INFORMATION PROVIDED:

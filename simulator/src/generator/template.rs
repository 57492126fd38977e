use civiccore::feed_interface::Feed;

/// Static vocabulary used to synthesize records for one feed.
pub struct FeedTemplate {
    pub prefix: &'static str,
    pub names: &'static [&'static str],
    pub statuses: &'static [&'static str],
    /// Relative weight of each status, same length as `statuses`.
    pub weights: &'static [u32],
    pub extra_field: Option<(&'static str, &'static [&'static str])>,
    pub positioned: bool,
}

/// Approximate center of the city, used as the base for generated positions.
pub const CITY_CENTER: (f64, f64) = (-22.9068, -43.1729);

const NEIGHBORHOODS: &[&str] = &[
    "Rocinha",
    "Tijuca",
    "Copacabana",
    "Madureira",
    "Campo Grande",
    "Botafogo",
    "Jacarepaguá",
    "Penha",
];

pub fn template_for(feed: Feed) -> FeedTemplate {
    match feed {
        Feed::Alerts => FeedTemplate {
            prefix: "al",
            names: &["Chuva forte", "Deslizamento", "Calor extremo", "Ressaca", "Evento"],
            statuses: &["Estágio 1", "Estágio 2", "Estágio 3", "Estágio 4", "Estágio 5"],
            weights: &[6, 4, 2, 1, 1],
            extra_field: Some(("region", NEIGHBORHOODS)),
            positioned: false,
        },
        Feed::WeatherStations => FeedTemplate {
            prefix: "ws",
            names: &["Estação", "Pluviômetro"],
            statuses: &["sem chuva", "chuva fraca", "chuva moderada", "chuva forte", "chuva muito forte"],
            weights: &[8, 4, 2, 1, 1],
            extra_field: Some(("neighborhood", NEIGHBORHOODS)),
            positioned: true,
        },
        Feed::Traffic => FeedTemplate {
            prefix: "tr",
            names: &["Av. Brasil", "Linha Amarela", "Túnel Rebouças", "Aterro do Flamengo", "Ponte Rio-Niterói"],
            statuses: &["liberada", "parcialmente interditada", "interditada"],
            weights: &[6, 3, 1],
            extra_field: Some(("reason", &["obra", "acidente", "evento", "alagamento"])),
            positioned: true,
        },
        Feed::Sirens => FeedTemplate {
            prefix: "s",
            names: &["Sirene"],
            statuses: &["ativa", "acionada", "desativada"],
            weights: &[10, 1, 1],
            extra_field: Some(("community", NEIGHBORHOODS)),
            positioned: true,
        },
        Feed::TouristPoints => FeedTemplate {
            prefix: "tp",
            names: &["Cristo Redentor", "Pão de Açúcar", "Maracanã", "Jardim Botânico", "Escadaria Selarón"],
            statuses: &["aberto", "lotado", "fechado"],
            weights: &[7, 2, 1],
            extra_field: None,
            positioned: true,
        },
        Feed::Beaches => FeedTemplate {
            prefix: "bc",
            names: &["Copacabana", "Ipanema", "Leblon", "Leme", "Barra", "Recreio"],
            statuses: &["própria", "imprópria"],
            weights: &[3, 1],
            extra_field: None,
            positioned: true,
        },
    }
}
use civiccore::feed_interface::{Feed, Record};
use civiccore::lifecycle::AppContext;
use civiccore::prelude::{FetchError, PresentationSurface, RemoteDataSource};
use civiccore::refresh::{FeedState, PendingCycle, RefreshController};
use std::sync::Arc;

/// What one feed screen currently shows.
#[derive(Debug, Default)]
pub struct ScreenSurface {
    pub loading: bool,
    pub records: Vec<Record>,
    pub error: Option<String>,
    pub refreshes: usize,
}

impl PresentationSurface for ScreenSurface {
    fn on_loading_started(&mut self) {
        self.loading = true;
    }

    fn on_data_ready(&mut self, records: &[Record]) {
        self.loading = false;
        self.error = None;
        self.records = records.to_vec();
        self.refreshes += 1;
    }

    fn on_load_failed(&mut self, reason: &FetchError) {
        self.loading = false;
        self.error = Some(reason.to_string());
    }
}

/// A screen is a controller plus its surface; nothing else.
pub struct FeedScreen {
    pub feed: Feed,
    controller: RefreshController<ScreenSurface>,
}

impl FeedScreen {
    pub fn new(app: &AppContext, feed: Feed, source: Arc<dyn RemoteDataSource>) -> Self {
        Self {
            feed,
            controller: app.controller(feed.id(), source, ScreenSurface::default()),
        }
    }

    pub fn appear(&mut self) -> PendingCycle {
        self.controller.start(self.feed.id())
    }

    /// Cancels any cycle in flight and drops the loading overlay.
    pub fn disappear(&mut self) {
        self.controller.cancel();
        self.controller.surface_mut().loading = false;
    }

    pub fn controller(&self) -> &RefreshController<ScreenSurface> {
        &self.controller
    }

    pub fn controller_mut(&mut self) -> &mut RefreshController<ScreenSurface> {
        &mut self.controller
    }

    pub fn surface(&self) -> &ScreenSurface {
        self.controller.surface()
    }

    pub fn status_line(&self) -> String {
        match self.controller.current_state() {
            FeedState::Idle => format!("{}: idle", self.feed.title()),
            FeedState::Loading => format!("{}: loading...", self.feed.title()),
            FeedState::Loaded(records) => {
                format!("{}: {} records", self.feed.title(), records.len())
            }
            FeedState::Failed(reason) => {
                format!("{}: failed ({})", self.feed.title(), reason.kind())
            }
        }
    }
}

#[cfg(test)]
mod tests {
    use super::*;
    use async_trait::async_trait;
    use civiccore::favorites::MemoryBackend;
    use civiccore::feed_interface::Category;
    use civiccore::prelude::FetchResult;

    struct FixedSource(FetchResult<Vec<Record>>);

    #[async_trait]
    impl RemoteDataSource for FixedSource {
        async fn fetch(&self, _feed_id: &str) -> FetchResult<Vec<Record>> {
            self.0.clone()
        }
    }

    #[tokio::test]
    async fn screen_surface_tracks_cycle() {
        let app = AppContext::launch(MemoryBackend::new());
        let records = vec![Record::new("Leme", "própria", Category::Beach).with_id("leme")];
        let mut screen = FeedScreen::new(&app, Feed::Beaches, Arc::new(FixedSource(Ok(records))));

        let pending = screen.appear();
        assert!(screen.surface().loading);
        screen.controller_mut().surface_mut().on_loading_started();
        assert!(screen.surface().loading);
        let outcome = pending.run().await;
        assert!(screen.controller_mut().complete(outcome));
        assert!(!screen.surface().loading);
        assert_eq!(screen.surface().records.len(), 1);
        assert_eq!(screen.status_line(), "Beaches: 1 records");
    }

    #[tokio::test]
    async fn disappearing_screen_ignores_late_result() {
        let app = AppContext::launch(MemoryBackend::new());
        let failure = FetchError::Timeout("slow".into());
        let mut screen =
            FeedScreen::new(&app, Feed::Sirens, Arc::new(FixedSource(Err(failure))));

        let pending = screen.appear();
        screen.disappear();
        let outcome = pending.run().await;
        assert!(!screen.controller_mut().complete(outcome));
        assert!(screen.surface().error.is_none());
        assert!(!screen.surface().loading);
        assert_eq!(screen.status_line(), "Sirens: idle");
    }
}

PROBLEM REQUIREMENTS:
Using the exact wording, repeat all the entries.

TASK ANSWER:
filename simulator/src/generator/template.rs
repository 57492126fd38977e
use civiccore::feed_interface::Feed;

/// Static vocabulary used to synthesize records for one feed.
pub struct FeedTemplate {
    pub prefix: &'static str,
    pub names: &'static [&'static str],
    pub statuses: &'static [&'static str],
    /// Relative weight of each status, same length as `statuses`.
    pub weights: &'static [u32],
    pub extra_field: Option<(&'static str, &'static [&'static str])>,
    pub positioned: bool,
}

/// Approximate center of the city, used as the base for generated positions.
pub const CITY_CENTER: (f64, f64) = (-22.9068, -43.1729);

const NEIGHBORHOODS: &[&str] = &[
    "Rocinha",
    "Tijuca",
    "Copacabana",
    "Madureira",
    "Campo Grande",
    "Botafogo",
    "Jacarepaguá",
    "Penha",
];

pub fn template_for(feed: Feed) -> FeedTemplate {
    match feed {
        Feed::Alerts => FeedTemplate {
            prefix: "al",
            names: &["Chuva forte", "Deslizamento", "Calor extremo", "Ressaca", "Evento"],
            statuses: &["Estágio 1", "Estágio 2", "Estágio 3", "Estágio 4", "Estágio 5"],
            weights: &[6, 4, 2, 1, 1],
            extra_field: Some(("region", NEIGHBORHOODS)),
            positioned: false,
        },
        Feed::WeatherStations => FeedTemplate {
            prefix: "ws",
            names: &["Estação", "Pluviômetro"],
            statuses: &["sem chuva", "chuva fraca", "chuva moderada", "chuva forte", "chuva muito forte"],
            weights: &[8, 4, 2, 1, 1],
            extra_field: Some(("neighborhood", NEIGHBORHOODS)),
            positioned: true,
        },
        Feed::Traffic => FeedTemplate {
            prefix: "tr",
            names: &["Av. Brasil", "Linha Amarela", "Túnel Rebouças", "Aterro do Flamengo", "Ponte Rio-Niterói"],
            statuses: &["liberada", "parcialmente interditada", "interditada"],
            weights: &[6, 3, 1],
            extra_field: Some(("reason", &["obra", "acidente", "evento", "alagamento"])),
            positioned: true,
        },
        Feed::Sirens => FeedTemplate {
            prefix: "s",
            names: &["Sirene"],
            statuses: &["ativa", "acionada", "desativada"],
            weights: &[10, 1, 1],
            extra_field: Some(("community", NEIGHBORHOODS)),
            positioned: true,
        },
        Feed::TouristPoints => FeedTemplate {
            prefix: "tp",
            names: &["Cristo Redentor", "Pão de Açúcar", "Maracanã", "Jardim Botânico", "Escadaria Selarón"],
            statuses: &["aberto", "lotado", "fechado"],
            weights: &[7, 2, 1],
            extra_field: None,
            positioned: true,
        },
        Feed::Beaches => FeedTemplate {
            prefix: "bc",
            names: &["Copacabana", "Ipanema", "Leblon", "Leme", "Barra", "Recreio"],
            statuses: &["própria", "imprópria"],
            weights: &[3, 1],
            extra_field: None,
            positioned: true,
        },
    }
}
use civiccore::feed_interface::{Feed, Record};
use civiccore::lifecycle::AppContext;
use civiccore::prelude::{FetchError, PresentationSurface, RemoteDataSource};
use civiccore::refresh::{FeedState, PendingCycle, RefreshController};
use std::sync::Arc;

/// What one feed screen currently shows.
#[derive(Debug, Default)]
pub struct ScreenSurface {
    pub loading: bool,
    pub records: Vec<Record>,
    pub error: Option<String>,
    pub refreshes: usize,
}

impl PresentationSurface for ScreenSurface {
    fn on_loading_started(&mut self) {
        self.loading = true;
    }

    fn on_data_ready(&mut self, records: &[Record]) {
        self.loading = false;
        self.error = None;
        self.records = records.to_vec();
        self.refreshes += 1;
    }

    fn on_load_failed(&mut self, reason: &FetchError) {
        self.loading = false;
        self.error = Some(reason.to_string());
    }
}

/// A screen is a controller plus its surface; nothing else.
pub struct FeedScreen {
    pub feed: Feed,
    controller: RefreshController<ScreenSurface>,
}

impl FeedScreen {
    pub fn new(app: &AppContext, feed: Feed, source: Arc<dyn RemoteDataSource>) -> Self {
        Self {
            feed,
            controller: app.controller(feed.id(), source, ScreenSurface::default()),
        }
    }

    pub fn appear(&mut self) -> PendingCycle {
        self.controller.start(self.feed.id())
    }

    /// Cancels any cycle in flight and drops the loading overlay.
    pub fn disappear(&mut self) {
        self.controller.cancel();
        self.controller.surface_mut().loading = false;
    }

    pub fn controller(&self) -> &RefreshController<ScreenSurface> {
        &self.controller
    }

    pub fn controller_mut(&mut self) -> &mut RefreshController<ScreenSurface> {
        &mut self.controller
    }

    pub fn surface(&self) -> &ScreenSurface {
        self.controller.surface()
    }

    pub fn status_line(&self) -> String {
        match self.controller.current_state() {
            FeedState::Idle => format!("{}: idle", self.feed.title()),
            FeedState::Loading => format!("{}: loading...", self.feed.title()),
            FeedState::Loaded(records) => {
                format!("{}: {} records", self.feed.title(), records.len())
            }
            FeedState::Failed(reason) => {
                format!("{}: failed ({})", self.feed.title(), reason.kind())
            }
        }
    }
}

#[cfg(test)]
mod tests {
    use super::*;
    use async_trait::async_trait;
    use civiccore::favorites::MemoryBackend;
    use civiccore::feed_interface::Category;
    use civiccore::prelude::FetchResult;

    struct FixedSource(FetchResult<Vec<Record>>);

    #[async_trait]
    impl RemoteDataSource for FixedSource {
        async fn fetch(&self, _feed_id: &str) -> FetchResult<Vec<Record>> {
            self.0.clone()
        }
    }

    #[tokio::test]
    async fn screen_surface_tracks_cycle() {
        let app = AppContext::launch(MemoryBackend::new());
        let records = vec![Record::new("Leme", "própria", Category::Beach).with_id("leme")];
        let mut screen = FeedScreen::new(&app, Feed::Beaches, Arc::new(FixedSource(Ok(records))));

        let pending = screen.appear();
        assert!(screen.surface().loading);
        screen.controller_mut().surface_mut().on_loading_started();
        assert!(screen.surface().loading);
        let outcome = pending.run().await;
        assert!(screen.controller_mut().complete(outcome));
        assert!(!screen.surface().loading);
        assert_eq!(screen.surface().records.len(), 1);
        assert_eq!(screen.status_line(), "Beaches: 1 records");
    }

    #[tokio::test]
    async fn disappearing_screen_ignores_late_result() {
        let app = AppContext::launch(MemoryBackend::new());
        let failure = FetchError::Timeout("slow".into());
        let mut screen =
            FeedScreen::new(&app, Feed::Sirens, Arc::new(FixedSource(Err(failure))));

        let pending = screen.appear();
        screen.disappear();
        let outcome = pending.run().await;
        assert!(!screen.controller_mut().complete(outcome));
        assert!(screen.surface().error.is_none());
        assert!(!screen.surface().loading);
        assert_eq!(screen.status_line(), "Sirens: idle");
    }
}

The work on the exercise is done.